═════ Records provided
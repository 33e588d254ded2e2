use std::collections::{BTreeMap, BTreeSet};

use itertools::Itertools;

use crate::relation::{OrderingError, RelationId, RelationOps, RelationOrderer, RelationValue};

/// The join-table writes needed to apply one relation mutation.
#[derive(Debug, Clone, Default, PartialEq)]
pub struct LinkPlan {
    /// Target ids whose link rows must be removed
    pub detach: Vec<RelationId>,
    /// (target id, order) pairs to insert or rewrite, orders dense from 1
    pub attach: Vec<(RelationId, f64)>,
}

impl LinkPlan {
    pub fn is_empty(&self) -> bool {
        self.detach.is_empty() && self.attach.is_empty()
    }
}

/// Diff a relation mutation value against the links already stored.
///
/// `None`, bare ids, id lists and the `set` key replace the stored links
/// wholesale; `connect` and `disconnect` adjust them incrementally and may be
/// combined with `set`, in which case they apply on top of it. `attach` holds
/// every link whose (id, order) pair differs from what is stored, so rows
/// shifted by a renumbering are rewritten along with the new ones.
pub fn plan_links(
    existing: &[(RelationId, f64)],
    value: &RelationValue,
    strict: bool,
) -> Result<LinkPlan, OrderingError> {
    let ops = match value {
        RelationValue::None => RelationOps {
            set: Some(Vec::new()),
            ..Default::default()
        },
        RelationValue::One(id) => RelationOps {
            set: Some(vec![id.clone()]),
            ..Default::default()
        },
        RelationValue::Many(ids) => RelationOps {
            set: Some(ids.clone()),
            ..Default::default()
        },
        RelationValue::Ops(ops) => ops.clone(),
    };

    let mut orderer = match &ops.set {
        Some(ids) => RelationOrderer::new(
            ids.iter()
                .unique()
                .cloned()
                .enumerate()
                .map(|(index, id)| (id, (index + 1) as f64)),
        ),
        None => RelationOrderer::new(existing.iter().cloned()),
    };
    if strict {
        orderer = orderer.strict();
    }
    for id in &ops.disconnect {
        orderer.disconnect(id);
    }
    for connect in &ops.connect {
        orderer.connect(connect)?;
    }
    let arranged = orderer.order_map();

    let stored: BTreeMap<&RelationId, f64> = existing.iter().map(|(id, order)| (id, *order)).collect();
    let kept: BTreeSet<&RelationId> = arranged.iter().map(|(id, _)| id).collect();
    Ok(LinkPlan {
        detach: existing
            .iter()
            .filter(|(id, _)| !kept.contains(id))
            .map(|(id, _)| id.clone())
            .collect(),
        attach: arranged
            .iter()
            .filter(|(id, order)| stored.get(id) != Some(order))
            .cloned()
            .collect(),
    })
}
══════════
═════ Records provided
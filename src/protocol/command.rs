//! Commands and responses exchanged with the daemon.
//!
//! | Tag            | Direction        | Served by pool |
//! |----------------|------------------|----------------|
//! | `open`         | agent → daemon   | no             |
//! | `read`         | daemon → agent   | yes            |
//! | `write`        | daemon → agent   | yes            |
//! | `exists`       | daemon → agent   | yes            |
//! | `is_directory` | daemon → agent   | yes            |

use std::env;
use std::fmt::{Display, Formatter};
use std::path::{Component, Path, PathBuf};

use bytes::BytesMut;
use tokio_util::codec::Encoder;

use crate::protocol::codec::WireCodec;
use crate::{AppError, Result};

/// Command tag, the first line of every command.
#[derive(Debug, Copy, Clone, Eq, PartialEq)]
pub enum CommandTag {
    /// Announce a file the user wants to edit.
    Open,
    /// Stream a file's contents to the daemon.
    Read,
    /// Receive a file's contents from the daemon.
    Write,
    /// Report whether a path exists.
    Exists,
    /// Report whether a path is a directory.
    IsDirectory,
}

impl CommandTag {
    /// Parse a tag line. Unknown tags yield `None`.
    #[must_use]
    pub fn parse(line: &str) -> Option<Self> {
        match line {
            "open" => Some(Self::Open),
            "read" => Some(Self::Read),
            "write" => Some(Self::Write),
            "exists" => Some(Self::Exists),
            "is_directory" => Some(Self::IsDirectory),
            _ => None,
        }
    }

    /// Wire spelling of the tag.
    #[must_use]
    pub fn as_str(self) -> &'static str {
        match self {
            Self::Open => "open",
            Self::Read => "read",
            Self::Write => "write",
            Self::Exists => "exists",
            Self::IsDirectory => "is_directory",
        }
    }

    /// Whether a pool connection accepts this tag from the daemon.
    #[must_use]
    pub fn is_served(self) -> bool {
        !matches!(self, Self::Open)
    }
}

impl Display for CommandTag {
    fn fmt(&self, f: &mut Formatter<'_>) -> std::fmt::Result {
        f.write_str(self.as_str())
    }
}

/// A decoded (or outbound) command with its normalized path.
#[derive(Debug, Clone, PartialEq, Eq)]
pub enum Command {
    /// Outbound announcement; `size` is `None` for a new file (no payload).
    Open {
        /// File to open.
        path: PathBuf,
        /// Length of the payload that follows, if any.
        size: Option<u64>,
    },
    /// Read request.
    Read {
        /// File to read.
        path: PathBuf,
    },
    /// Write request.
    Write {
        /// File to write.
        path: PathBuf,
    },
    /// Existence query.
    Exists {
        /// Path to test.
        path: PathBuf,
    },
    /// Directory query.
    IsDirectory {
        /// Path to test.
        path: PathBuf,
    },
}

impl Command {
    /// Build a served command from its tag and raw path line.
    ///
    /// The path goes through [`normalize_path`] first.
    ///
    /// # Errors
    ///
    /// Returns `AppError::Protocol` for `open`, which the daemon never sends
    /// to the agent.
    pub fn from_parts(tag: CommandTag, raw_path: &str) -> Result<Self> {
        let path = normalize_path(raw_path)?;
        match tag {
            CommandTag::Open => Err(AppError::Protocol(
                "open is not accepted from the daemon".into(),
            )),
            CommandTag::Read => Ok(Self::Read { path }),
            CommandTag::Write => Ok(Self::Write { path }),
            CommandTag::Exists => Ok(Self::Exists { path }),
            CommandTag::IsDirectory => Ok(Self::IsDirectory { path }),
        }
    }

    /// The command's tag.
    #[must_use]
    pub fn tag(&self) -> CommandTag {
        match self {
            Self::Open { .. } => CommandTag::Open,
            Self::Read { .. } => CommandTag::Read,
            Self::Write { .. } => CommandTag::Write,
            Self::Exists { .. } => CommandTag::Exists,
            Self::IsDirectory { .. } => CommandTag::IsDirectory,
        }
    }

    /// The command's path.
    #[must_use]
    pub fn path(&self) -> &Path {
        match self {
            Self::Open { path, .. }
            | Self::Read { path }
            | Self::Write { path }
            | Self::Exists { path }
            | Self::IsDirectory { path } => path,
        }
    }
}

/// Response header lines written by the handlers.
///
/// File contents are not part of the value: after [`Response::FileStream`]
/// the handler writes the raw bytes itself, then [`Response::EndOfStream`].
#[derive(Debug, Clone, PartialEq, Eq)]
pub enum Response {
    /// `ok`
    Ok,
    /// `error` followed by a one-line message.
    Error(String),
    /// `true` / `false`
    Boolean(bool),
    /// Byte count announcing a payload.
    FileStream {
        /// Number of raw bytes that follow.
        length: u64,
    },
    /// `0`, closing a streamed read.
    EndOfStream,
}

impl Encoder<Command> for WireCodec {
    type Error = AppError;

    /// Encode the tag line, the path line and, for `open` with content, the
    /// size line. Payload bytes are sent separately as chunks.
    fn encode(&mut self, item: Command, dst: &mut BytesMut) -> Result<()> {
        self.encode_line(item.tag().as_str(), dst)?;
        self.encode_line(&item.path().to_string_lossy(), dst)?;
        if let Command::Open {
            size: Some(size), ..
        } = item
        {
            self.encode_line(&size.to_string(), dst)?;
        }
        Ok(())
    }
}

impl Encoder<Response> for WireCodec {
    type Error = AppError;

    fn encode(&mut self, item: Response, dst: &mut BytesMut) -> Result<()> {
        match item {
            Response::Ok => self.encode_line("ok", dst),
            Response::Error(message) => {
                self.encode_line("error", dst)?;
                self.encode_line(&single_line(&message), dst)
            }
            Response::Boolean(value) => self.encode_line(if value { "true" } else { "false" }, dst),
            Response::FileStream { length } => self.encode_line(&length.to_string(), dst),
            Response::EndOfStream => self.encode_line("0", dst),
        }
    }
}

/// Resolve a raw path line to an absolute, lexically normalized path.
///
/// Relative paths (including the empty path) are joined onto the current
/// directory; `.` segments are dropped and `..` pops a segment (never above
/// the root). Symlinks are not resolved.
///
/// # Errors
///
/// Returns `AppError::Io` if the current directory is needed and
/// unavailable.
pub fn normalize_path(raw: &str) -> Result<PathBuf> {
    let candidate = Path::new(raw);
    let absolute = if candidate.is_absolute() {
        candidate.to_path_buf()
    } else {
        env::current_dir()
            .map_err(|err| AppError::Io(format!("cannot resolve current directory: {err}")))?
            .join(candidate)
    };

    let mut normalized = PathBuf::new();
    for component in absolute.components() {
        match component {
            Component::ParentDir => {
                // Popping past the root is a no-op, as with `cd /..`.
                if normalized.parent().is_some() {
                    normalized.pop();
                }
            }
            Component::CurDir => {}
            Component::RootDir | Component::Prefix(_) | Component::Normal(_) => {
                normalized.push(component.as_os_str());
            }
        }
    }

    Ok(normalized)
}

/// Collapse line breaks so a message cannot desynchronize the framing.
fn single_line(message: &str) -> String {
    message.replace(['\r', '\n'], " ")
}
══════════
▶ _Aim of the task_:
Using the records above, restate word for word the lines from the one with "let mut orderer" through the one with "for connect in", both included.

▶ _Answer section_:
    let mut orderer = match &ops.set {
        Some(ids) => RelationOrderer::new(
            ids.iter()
                .unique()
                .cloned()
                .enumerate()
                .map(|(index, id)| (id, (index + 1) as f64)),
        ),
        None => RelationOrderer::new(existing.iter().cloned()),
    };
    if strict {
        orderer = orderer.strict();
    }
    for id in &ops.disconnect {
        orderer.disconnect(id);
    }
    for connect in &ops.connect {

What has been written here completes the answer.